TASK REQUIREMENTS: Wherever the word "position" appears in the entries, copy the whole line.

....................

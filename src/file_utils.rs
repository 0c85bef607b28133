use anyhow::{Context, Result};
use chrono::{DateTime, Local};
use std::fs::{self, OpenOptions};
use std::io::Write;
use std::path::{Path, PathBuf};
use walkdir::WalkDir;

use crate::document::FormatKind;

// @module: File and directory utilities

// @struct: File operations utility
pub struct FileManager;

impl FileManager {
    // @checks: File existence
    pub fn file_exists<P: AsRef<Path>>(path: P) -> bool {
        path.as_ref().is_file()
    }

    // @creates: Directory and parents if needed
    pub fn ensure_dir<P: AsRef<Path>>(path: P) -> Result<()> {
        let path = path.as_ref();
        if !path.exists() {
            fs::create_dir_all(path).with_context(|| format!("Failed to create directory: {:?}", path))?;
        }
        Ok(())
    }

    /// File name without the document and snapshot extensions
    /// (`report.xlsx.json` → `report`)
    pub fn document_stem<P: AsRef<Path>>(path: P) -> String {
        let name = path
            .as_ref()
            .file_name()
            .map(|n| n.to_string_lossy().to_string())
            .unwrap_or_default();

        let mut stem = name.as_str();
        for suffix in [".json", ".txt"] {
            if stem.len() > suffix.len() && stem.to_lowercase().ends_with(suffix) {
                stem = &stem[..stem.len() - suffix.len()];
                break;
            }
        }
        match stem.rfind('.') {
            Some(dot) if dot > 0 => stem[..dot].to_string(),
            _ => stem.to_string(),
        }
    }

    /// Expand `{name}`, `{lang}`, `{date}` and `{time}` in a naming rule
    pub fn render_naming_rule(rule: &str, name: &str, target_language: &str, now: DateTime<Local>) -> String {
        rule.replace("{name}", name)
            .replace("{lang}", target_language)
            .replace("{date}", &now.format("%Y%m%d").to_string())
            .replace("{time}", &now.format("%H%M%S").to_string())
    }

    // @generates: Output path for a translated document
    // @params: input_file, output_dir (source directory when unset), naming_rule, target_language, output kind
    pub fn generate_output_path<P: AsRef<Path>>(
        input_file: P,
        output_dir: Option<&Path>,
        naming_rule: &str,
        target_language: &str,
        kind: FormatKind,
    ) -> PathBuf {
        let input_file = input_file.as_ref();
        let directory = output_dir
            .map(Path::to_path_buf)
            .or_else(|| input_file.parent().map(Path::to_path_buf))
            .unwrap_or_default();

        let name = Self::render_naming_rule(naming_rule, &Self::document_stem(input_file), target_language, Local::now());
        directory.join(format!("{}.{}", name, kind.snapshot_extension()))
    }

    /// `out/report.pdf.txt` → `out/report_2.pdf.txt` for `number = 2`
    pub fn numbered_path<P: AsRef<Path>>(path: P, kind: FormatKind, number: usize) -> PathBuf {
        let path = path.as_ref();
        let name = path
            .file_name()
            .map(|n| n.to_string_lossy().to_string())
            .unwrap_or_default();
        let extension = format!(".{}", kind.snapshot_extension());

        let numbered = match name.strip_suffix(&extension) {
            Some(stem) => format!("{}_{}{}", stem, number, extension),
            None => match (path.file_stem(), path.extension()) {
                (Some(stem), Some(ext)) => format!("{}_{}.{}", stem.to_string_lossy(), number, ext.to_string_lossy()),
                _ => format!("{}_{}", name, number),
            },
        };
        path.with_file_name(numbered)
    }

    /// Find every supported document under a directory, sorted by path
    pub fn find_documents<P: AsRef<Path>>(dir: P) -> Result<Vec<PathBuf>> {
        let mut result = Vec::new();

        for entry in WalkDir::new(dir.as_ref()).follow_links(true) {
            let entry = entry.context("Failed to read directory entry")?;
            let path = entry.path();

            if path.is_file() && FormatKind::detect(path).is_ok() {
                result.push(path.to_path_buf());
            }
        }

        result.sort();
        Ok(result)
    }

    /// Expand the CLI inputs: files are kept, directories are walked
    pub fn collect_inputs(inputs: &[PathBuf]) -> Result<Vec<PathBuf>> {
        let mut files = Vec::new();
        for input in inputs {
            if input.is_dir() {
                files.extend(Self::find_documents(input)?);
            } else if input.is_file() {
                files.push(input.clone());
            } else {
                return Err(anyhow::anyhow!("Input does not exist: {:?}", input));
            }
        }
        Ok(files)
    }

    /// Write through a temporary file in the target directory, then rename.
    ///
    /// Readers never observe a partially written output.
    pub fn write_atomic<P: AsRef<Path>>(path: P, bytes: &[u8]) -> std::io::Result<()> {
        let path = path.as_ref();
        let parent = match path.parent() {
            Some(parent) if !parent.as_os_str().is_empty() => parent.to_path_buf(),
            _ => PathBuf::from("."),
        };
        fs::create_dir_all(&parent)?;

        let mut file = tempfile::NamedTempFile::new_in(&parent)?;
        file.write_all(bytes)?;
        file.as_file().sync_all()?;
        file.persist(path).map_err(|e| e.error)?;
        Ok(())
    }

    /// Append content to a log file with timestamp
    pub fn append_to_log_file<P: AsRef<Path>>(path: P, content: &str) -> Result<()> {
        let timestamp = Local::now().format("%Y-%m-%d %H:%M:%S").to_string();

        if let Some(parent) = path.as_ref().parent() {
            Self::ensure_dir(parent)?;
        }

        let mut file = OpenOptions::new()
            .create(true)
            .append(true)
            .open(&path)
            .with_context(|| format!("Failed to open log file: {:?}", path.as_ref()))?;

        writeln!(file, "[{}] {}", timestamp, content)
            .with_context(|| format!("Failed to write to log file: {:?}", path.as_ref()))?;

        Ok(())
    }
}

....................

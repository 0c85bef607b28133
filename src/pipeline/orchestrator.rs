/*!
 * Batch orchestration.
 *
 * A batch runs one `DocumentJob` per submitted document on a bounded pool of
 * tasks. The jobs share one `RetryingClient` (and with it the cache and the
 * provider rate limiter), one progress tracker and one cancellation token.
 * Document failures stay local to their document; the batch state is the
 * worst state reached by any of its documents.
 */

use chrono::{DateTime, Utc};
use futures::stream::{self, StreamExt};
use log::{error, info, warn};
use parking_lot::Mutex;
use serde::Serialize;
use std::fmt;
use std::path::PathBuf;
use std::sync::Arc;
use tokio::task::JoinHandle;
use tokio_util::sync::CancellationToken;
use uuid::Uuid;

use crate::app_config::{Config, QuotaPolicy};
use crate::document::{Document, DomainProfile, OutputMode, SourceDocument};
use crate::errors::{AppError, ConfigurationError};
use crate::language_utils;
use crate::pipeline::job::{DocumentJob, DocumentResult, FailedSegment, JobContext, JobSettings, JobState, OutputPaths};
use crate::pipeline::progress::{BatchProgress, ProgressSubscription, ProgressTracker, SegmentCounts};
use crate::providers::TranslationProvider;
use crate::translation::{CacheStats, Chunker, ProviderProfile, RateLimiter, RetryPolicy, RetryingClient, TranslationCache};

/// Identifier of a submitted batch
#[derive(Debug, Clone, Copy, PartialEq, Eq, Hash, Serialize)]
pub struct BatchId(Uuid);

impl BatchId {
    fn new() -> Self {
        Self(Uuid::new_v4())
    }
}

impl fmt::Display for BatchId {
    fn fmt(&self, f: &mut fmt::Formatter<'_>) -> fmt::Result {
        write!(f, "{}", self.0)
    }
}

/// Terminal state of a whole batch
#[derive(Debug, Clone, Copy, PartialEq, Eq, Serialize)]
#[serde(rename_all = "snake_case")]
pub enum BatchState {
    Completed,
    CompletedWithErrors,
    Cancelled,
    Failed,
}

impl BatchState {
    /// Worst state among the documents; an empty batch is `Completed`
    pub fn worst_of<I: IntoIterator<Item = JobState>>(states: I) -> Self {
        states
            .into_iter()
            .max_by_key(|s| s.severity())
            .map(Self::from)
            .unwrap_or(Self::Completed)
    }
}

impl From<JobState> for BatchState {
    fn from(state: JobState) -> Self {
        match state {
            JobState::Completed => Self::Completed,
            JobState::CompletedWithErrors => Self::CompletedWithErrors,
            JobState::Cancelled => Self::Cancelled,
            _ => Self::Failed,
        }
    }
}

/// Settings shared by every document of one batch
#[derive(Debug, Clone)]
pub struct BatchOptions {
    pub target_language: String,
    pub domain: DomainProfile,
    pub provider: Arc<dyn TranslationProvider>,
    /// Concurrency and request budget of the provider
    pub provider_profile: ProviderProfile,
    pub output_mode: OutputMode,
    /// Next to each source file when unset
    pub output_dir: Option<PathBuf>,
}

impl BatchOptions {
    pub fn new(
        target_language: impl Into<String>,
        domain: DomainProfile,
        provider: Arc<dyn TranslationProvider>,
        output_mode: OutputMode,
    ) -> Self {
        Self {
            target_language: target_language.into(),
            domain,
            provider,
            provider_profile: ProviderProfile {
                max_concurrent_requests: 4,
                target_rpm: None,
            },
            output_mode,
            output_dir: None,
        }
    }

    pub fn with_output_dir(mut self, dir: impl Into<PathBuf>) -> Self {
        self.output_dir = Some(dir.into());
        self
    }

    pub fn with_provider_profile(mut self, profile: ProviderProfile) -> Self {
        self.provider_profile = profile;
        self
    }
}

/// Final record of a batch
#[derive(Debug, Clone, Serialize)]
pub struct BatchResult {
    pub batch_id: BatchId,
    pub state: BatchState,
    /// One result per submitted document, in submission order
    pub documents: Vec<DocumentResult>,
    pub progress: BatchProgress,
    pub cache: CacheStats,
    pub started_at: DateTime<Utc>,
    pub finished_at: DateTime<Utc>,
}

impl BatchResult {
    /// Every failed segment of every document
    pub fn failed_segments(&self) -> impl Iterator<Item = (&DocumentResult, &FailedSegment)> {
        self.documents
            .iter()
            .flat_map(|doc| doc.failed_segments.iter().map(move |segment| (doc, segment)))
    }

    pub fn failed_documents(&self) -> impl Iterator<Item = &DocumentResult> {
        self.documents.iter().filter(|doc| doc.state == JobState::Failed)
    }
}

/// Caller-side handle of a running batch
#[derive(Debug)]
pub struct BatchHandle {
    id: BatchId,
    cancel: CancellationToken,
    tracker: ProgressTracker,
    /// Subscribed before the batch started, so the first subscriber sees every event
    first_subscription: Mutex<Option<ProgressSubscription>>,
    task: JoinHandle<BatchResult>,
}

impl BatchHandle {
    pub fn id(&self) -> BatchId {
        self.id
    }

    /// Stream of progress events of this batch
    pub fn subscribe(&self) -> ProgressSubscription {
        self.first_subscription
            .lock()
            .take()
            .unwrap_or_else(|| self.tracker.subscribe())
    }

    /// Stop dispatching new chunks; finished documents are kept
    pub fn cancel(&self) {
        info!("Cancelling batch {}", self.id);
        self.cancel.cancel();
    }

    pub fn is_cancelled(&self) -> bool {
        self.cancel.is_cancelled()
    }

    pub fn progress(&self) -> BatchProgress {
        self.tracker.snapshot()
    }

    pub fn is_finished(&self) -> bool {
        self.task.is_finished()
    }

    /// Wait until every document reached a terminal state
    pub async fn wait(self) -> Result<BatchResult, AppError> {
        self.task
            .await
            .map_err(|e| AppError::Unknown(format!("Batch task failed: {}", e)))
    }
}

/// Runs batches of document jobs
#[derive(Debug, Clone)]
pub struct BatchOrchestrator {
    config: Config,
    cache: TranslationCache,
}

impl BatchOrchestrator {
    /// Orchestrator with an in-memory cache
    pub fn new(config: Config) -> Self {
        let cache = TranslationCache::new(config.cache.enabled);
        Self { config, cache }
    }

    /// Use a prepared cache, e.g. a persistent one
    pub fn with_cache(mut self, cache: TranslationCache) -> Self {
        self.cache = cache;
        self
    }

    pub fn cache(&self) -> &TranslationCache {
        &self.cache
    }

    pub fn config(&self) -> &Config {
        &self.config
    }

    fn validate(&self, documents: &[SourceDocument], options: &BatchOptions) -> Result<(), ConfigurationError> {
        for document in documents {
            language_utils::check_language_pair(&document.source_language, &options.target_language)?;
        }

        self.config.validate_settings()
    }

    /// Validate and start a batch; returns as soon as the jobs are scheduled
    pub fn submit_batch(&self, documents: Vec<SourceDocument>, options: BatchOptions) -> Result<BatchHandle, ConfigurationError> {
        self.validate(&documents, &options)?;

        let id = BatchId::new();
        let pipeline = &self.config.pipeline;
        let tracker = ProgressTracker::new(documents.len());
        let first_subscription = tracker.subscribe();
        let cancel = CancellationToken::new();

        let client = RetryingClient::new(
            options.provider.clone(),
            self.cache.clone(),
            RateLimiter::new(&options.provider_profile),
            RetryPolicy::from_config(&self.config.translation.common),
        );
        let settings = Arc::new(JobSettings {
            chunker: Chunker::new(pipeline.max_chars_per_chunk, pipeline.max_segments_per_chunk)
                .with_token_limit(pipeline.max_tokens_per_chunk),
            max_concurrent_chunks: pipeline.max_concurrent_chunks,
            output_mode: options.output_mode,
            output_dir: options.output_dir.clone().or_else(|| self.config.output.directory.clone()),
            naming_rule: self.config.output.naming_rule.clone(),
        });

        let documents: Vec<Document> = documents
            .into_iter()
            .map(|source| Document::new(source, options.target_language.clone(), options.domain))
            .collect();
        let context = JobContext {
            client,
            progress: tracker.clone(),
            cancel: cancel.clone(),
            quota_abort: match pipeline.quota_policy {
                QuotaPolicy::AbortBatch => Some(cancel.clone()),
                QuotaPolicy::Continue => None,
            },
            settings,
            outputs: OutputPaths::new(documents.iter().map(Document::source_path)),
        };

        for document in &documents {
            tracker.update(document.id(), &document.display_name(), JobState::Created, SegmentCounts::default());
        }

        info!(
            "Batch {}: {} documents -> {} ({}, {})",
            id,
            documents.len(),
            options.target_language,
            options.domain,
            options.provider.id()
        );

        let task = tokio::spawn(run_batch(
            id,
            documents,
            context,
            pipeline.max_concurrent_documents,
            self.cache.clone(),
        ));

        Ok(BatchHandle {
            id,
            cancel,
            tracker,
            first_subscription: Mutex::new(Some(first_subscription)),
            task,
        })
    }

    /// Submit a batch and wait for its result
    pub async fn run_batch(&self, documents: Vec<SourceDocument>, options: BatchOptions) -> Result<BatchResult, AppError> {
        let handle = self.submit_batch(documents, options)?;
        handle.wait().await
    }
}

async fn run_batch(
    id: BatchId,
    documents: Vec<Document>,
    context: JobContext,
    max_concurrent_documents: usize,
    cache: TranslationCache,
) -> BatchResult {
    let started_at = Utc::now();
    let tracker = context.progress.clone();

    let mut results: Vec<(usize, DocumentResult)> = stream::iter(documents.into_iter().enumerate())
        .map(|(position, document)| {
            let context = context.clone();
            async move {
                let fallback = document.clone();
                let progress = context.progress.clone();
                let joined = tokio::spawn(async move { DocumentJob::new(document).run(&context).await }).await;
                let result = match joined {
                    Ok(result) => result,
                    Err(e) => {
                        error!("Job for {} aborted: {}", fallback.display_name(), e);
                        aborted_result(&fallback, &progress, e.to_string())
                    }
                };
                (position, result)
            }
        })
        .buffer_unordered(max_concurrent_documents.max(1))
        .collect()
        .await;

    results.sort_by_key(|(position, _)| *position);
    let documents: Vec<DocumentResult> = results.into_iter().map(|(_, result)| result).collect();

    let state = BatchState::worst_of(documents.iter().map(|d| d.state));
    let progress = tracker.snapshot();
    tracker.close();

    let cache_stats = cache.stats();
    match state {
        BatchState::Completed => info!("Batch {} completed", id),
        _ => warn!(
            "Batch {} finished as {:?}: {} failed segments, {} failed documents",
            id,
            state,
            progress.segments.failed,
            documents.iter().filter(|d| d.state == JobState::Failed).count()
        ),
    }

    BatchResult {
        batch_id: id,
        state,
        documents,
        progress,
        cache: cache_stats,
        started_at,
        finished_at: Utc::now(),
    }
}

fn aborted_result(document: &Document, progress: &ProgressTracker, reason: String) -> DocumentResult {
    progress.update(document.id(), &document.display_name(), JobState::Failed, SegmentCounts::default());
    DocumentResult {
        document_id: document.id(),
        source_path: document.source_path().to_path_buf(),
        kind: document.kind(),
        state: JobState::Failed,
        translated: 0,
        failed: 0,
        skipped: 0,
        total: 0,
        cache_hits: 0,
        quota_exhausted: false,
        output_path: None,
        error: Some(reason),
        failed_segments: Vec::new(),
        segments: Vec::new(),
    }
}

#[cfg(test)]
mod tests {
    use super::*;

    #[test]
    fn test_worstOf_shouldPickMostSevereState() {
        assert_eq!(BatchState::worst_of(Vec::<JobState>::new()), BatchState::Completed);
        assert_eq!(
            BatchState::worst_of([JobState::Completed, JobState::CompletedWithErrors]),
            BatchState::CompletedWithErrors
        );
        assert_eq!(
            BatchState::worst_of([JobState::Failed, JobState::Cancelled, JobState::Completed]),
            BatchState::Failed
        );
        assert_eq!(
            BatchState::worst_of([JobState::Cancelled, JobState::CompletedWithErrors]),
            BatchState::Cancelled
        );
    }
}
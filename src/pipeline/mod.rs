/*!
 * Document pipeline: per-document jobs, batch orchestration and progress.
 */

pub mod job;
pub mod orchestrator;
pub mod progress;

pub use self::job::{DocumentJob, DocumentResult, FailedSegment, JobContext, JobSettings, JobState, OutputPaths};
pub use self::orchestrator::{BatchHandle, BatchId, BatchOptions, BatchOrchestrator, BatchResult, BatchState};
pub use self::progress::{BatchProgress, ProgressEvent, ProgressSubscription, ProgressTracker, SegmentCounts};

....................

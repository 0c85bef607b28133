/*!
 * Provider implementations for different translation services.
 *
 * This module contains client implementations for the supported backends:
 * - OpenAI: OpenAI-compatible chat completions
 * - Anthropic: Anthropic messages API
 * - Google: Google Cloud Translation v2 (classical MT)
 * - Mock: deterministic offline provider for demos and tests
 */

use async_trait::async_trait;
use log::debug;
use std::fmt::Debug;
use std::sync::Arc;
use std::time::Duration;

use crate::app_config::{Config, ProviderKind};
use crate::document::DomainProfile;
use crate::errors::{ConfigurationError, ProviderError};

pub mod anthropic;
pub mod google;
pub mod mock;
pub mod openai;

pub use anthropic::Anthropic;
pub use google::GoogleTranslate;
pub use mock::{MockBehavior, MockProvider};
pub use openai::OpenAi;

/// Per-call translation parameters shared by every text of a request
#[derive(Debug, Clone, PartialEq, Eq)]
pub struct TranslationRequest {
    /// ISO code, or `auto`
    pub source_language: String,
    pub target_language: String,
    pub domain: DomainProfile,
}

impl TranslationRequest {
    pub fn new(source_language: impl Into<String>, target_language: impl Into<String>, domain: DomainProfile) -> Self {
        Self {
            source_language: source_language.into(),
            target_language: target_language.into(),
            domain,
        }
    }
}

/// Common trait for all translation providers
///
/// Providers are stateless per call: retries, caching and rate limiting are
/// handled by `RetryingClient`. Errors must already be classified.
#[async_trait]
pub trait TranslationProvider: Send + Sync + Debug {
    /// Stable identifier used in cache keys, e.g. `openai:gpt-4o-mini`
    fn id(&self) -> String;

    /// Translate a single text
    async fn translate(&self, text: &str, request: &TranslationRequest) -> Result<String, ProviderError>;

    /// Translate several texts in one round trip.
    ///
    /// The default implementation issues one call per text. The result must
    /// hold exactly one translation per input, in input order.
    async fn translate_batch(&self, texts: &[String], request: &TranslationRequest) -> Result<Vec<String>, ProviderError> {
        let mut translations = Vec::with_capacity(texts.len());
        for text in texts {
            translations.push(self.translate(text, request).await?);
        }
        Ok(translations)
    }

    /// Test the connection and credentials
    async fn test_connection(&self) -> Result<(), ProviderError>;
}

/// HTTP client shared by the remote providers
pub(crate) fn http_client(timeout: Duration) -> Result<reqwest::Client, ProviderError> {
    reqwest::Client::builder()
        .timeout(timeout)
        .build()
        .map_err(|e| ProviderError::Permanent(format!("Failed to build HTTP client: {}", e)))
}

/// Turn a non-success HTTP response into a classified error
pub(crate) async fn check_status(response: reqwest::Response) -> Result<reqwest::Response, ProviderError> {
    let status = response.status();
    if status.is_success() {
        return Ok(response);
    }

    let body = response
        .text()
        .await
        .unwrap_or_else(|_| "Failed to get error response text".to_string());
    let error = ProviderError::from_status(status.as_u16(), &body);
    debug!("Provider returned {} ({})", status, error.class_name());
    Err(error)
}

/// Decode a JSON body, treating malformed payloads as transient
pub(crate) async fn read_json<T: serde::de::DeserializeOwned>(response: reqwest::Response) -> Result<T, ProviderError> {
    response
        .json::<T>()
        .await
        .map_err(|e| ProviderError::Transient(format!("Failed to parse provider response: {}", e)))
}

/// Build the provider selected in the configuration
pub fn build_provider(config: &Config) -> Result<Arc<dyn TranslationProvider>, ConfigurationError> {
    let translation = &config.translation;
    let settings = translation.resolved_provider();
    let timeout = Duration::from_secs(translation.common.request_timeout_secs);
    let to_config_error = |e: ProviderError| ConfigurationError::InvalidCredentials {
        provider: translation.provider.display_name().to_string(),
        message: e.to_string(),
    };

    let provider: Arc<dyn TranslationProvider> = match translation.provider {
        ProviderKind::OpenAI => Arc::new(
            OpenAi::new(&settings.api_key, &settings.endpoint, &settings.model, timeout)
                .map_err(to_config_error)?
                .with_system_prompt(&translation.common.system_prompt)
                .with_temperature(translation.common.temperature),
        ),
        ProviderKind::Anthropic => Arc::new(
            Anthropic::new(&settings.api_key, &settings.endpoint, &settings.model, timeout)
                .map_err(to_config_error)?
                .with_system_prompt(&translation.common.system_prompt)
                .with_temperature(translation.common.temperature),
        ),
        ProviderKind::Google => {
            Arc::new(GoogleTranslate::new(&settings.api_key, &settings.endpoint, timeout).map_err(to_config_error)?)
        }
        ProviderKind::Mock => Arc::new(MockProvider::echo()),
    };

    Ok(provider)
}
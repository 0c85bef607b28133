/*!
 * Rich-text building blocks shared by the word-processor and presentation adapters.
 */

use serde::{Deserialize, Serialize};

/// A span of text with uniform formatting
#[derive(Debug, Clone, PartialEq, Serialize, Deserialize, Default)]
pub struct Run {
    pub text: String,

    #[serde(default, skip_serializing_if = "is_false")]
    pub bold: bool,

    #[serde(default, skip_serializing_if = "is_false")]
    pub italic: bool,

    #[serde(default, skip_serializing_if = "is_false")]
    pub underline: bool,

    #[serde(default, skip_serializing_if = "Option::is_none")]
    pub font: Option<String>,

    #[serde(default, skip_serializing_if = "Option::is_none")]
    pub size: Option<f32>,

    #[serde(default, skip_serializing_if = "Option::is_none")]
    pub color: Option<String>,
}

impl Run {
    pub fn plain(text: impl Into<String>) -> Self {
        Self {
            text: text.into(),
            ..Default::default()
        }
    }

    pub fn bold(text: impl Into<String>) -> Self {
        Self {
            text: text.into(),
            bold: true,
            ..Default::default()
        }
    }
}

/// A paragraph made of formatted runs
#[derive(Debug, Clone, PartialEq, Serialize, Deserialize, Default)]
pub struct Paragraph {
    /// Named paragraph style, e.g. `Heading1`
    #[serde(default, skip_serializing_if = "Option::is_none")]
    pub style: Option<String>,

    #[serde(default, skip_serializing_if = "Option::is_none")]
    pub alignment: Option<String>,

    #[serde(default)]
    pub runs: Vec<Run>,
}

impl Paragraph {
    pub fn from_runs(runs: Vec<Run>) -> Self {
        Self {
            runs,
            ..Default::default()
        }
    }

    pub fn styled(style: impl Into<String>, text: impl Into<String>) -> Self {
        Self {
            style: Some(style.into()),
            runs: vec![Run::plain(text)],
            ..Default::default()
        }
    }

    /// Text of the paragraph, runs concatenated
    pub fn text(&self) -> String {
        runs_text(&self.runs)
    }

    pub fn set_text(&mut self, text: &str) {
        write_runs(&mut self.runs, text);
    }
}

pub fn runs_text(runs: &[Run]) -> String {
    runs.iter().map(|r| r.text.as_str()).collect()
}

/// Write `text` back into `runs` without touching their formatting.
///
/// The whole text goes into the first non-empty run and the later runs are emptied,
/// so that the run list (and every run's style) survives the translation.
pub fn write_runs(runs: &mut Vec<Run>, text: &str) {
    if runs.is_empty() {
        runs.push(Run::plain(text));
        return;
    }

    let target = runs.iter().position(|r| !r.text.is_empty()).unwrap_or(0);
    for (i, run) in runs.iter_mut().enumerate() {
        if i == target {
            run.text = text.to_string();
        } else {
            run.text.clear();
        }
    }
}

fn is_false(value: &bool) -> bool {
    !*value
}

....................

EXERCISE RESPONSE:
        .map(|(position, document)| {
                (position, result)
    results.sort_by_key(|(position, _)| *position);
    let target = runs.iter().position(|r| !r.text.is_empty()).unwrap_or(0);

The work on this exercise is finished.